With nuclear and gas power stations retiring, North Sea reserves running low, and an increasingly volatile global trading system, the last thing we should be doing is deterring investment in homegrown energy supplies. Retroactive and punitive windfall taxes would make the UK inhospitable to renewables investors. But even worse, the failure to honour the spirit of the legal contracts underpinning renewable energy investment would send financing costs for all sorts of new infrastructure spiralling.
As conservatives, we should champion the unleashing of all forms of homegrown clean energy that can make us more secure and self-reliant. Renewables and battery storage, alongside nuclear and, albeit in shrinking amounts, gas, should all play a role. We should allow markets and competition to determine the lowest-cost mix of technologies.
There are echoes of Miliband’s statism in Reform’s plan. Reform wants Whitehall to decide which technologies can compete, while Labour will limit competition and centrally plan our energy system to meet their 2030 clean power target. Reform wants to ban certain private investments, while Labour will crowd it out with GB Energy. The conservative way is to let the private sector invest, innovate, and bring forward projects, while giving communities a meaningful say through the local planning system.
If Reform’s goal is to bring down energy bills, the bans on batteries and pylons are particularly hard to fathom. To reduce the costs of integrating intermittent renewables onto the grid and avoid burning expensive gas as backup, appropriately regulated battery storage is essential. Similarly, while there is a case for putting grid infrastructure underground in our most cherished landscapes, banning all new pylons and ripping out existing ones would be extremely expensive, with Britain Remade estimating a price tag of £385 per household.

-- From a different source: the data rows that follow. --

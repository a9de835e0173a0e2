//! Video recorder: copy each frame of a source into an encoded file.
//!
//! ```text
//! Opening ──▶ Recording ──▶ Stopped      (stop key, Ctrl+C, window closed)
//!                  │
//!                  └──────▶ EndOfStream  (no more frames, read error)
//! ```

use std::path::PathBuf;

use crate::backend::{Backend, Capture, Display, Encoder, EncoderSettings, Keys, Wait};
use crate::codec::Fourcc;
use crate::error::{HelperError, Result};
use crate::frame::FrameSize;
use crate::keys::KeyBindings;
use crate::rate::frame_interval;
use crate::source::open_source;

#[derive(Debug, Clone, Copy, PartialEq, Eq)]
pub enum RecorderState {
    Opening,
    Recording,
    Stopped,
    EndOfStream,
}

impl RecorderState {
    pub fn is_terminal(&self) -> bool {
        matches!(self, RecorderState::Stopped | RecorderState::EndOfStream)
    }
}

/// Settings for [`record_video`].
#[derive(Debug, Clone, PartialEq)]
pub struct RecordOptions {
    pub save_path: PathBuf,
    /// Output rate in frames per second; also paces the loop
    pub frame_rate: f64,
    pub fourcc: Fourcc,
    /// Render frames while recording
    pub display: bool,
    pub bindings: KeyBindings,
}

impl Default for RecordOptions {
    fn default() -> Self {
        Self {
            save_path: PathBuf::from("output.mp4"),
            frame_rate: 1000.0,
            fourcc: Fourcc::MP4V,
            display: false,
            bindings: KeyBindings::default(),
        }
    }
}

/// How recording ended.
#[derive(Debug, Clone, PartialEq, Eq)]
pub struct RecordingReport {
    pub state: RecorderState,
    /// Frames written to the encoder
    pub frames: u64,
    /// Frame size the encoder was opened with
    pub size: FrameSize,
    pub output: PathBuf,
}

/// Record the source named by `source_id` into `options.save_path`.
///
/// The encoder is sized from the capture's reported frame size. Both
/// handles are released exactly once on every path after they were
/// acquired; an encoder that fails to open leaves only the capture to release.
///
/// # Errors
/// * `HelperError::InvalidArgument` - non-positive frame rate or unsupported fourcc
/// * `HelperError::SourceUnavailable` - the source could not be opened
/// * `HelperError::Encoder` - the output could not be opened, written or finalized
pub fn record_video<B, D, K>(
    backend: &mut B,
    display: &mut D,
    keys: &mut K,
    source_id: &str,
    options: &RecordOptions,
) -> Result<RecordingReport>
where
    B: Backend,
    D: Display,
    K: Keys,
{
    let interval = frame_interval(options.frame_rate)?;

    let mut capture = open_source(backend, source_id)?;
    let size = capture.frame_size();

    let settings = EncoderSettings {
        path: options.save_path.clone(),
        size,
        frame_rate: options.frame_rate,
        fourcc: options.fourcc,
    };
    let mut encoder = match backend.open_encoder(&settings) {
        Ok(encoder) => encoder,
        Err(e) => {
            capture.release();
            return Err(e);
        }
    };
    log::info!(
        "Recording {} to {} (press '{}' to stop)",
        source_id,
        options.save_path.display(),
        options.bindings.stop
    );

    let mut session = Session {
        capture: &mut capture,
        encoder: &mut encoder,
        display,
        keys,
        title: source_id,
        interval,
        options,
    };
    let result = session.run();

    let finalized = encoder.release();
    capture.release();

    let (state, frames) = result?;
    finalized?;

    log::info!(
        "Recording {:?} after {} frames, saved {}",
        state,
        frames,
        options.save_path.display()
    );
    Ok(RecordingReport {
        state,
        frames,
        size,
        output: options.save_path.clone(),
    })
}

struct Session<'a, C, E, D, K> {
    capture: &'a mut C,
    encoder: &'a mut E,
    display: &'a mut D,
    keys: &'a mut K,
    title: &'a str,
    interval: Wait,
    options: &'a RecordOptions,
}

impl<C, E, D, K> Session<'_, C, E, D, K>
where
    C: Capture,
    E: Encoder,
    D: Display,
    K: Keys,
{
    fn run(&mut self) -> Result<(RecorderState, u64)> {
        let mut state = RecorderState::Recording;
        let mut frames = 0;

        while !state.is_terminal() {
            state = self.step(&mut frames)?;
        }
        Ok((state, frames))
    }

    /// Read, write, optionally render, then wait for a key.
    fn step(&mut self, frames: &mut u64) -> Result<RecorderState> {
        let frame = match self.capture.read() {
            Ok(Some(frame)) => frame,
            Ok(None) => return Ok(RecorderState::EndOfStream),
            Err(e) => {
                log::warn!("Frame read failed, ending recording: {}", e);
                return Ok(RecorderState::EndOfStream);
            }
        };

        self.encoder.write(&frame)?;
        *frames += 1;

        if self.options.display {
            match self.display.show(self.title, &frame) {
                Ok(()) => {}
                Err(HelperError::WindowClosed) => return Ok(RecorderState::Stopped),
                Err(e) => return Err(e),
            }
        }

        if self.options.bindings.is_stop(self.keys.wait_key(self.interval)) {
            return Ok(RecorderState::Stopped);
        }
        Ok(RecorderState::Recording)
    }
}

#[cfg(test)]
mod tests {
    use super::*;

    #[test]
    fn test_terminal_states() {
        assert!(!RecorderState::Opening.is_terminal());
        assert!(!RecorderState::Recording.is_terminal());
        assert!(RecorderState::Stopped.is_terminal());
        assert!(RecorderState::EndOfStream.is_terminal());
    }

    #[test]
    fn test_default_options() {
        let options = RecordOptions::default();
        assert_eq!(options.save_path, PathBuf::from("output.mp4"));
        assert_eq!(options.fourcc, Fourcc::MP4V);
        assert!(!options.display);
        assert_eq!(options.bindings.stop, 's');
    }
}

As well as being anti-energy, their plan is anti-farmer too. Incredibly, the only people in the UK who would pay any inheritance tax under Reform’s incoherent energy policy are farmers who choose to diversify into renewable energy. Smaller-scale solar projects on less productive fields can support food production by diversifying a farmer’s income and making farm businesses more resilient.
There doesn’t seem to be much political logic to the announcement either. Outright opposition to net zero is a niche view among the electorate – just 16 per cent of voters hold it. Renewable energy is the most popular source of energy bar none – including among Reform voters. Reform’s strongholds along the East coast of England, including Rupert Lowe’s seat of Great Yarmouth, overlap strongly with hotspots for renewable energy jobs.
One person who likely would support Reform’s plan is Vladimir Putin, as it would keep the UK exposed to European gas markets which he controls because of Russia’s vast reserves. Once again he would be able to marshall Russian energy dominance to cripple our economy and advance his expansionist geopolitical ends.
Pointing out the flaws in Reform’s new policies does not mean accepting high energy bills, however. We have the highest industrial electricity prices in the developed world. High electricity bills are bad news for families struggling with the cost of living and for the competitiveness of our economy, but they are also bad for electrification and decarbonisation. Bills must come down.
But the problem is not net zero. It is partly our reliance on expensive gas, the price of which this week hit a two year high, pushing everyone’s heating and electricity bills up. Gas remains the dominant price setter in the UK wholesale electricity market, which is the largest component of electricity bills. The other challenge is excessive government intervention in energy markets. To bring down costs, we need to roll out more clean energy and deliver a host of pro-market reforms, from strengthening price signals in the wholesale market, to streamlining planning and environmental rules, to removing levies from electricity bills.
Reform’s policy means more state intervention and higher bills. Labour’s policy means more state intervention and higher bills. With diverging views on climate change, they are two sides of the same coin. There is now a huge political space for the Conservative Party to occupy – in favour of decarbonisation, but with a realistic, market-led plan to lower bills – which is where the majority is. They should seize it.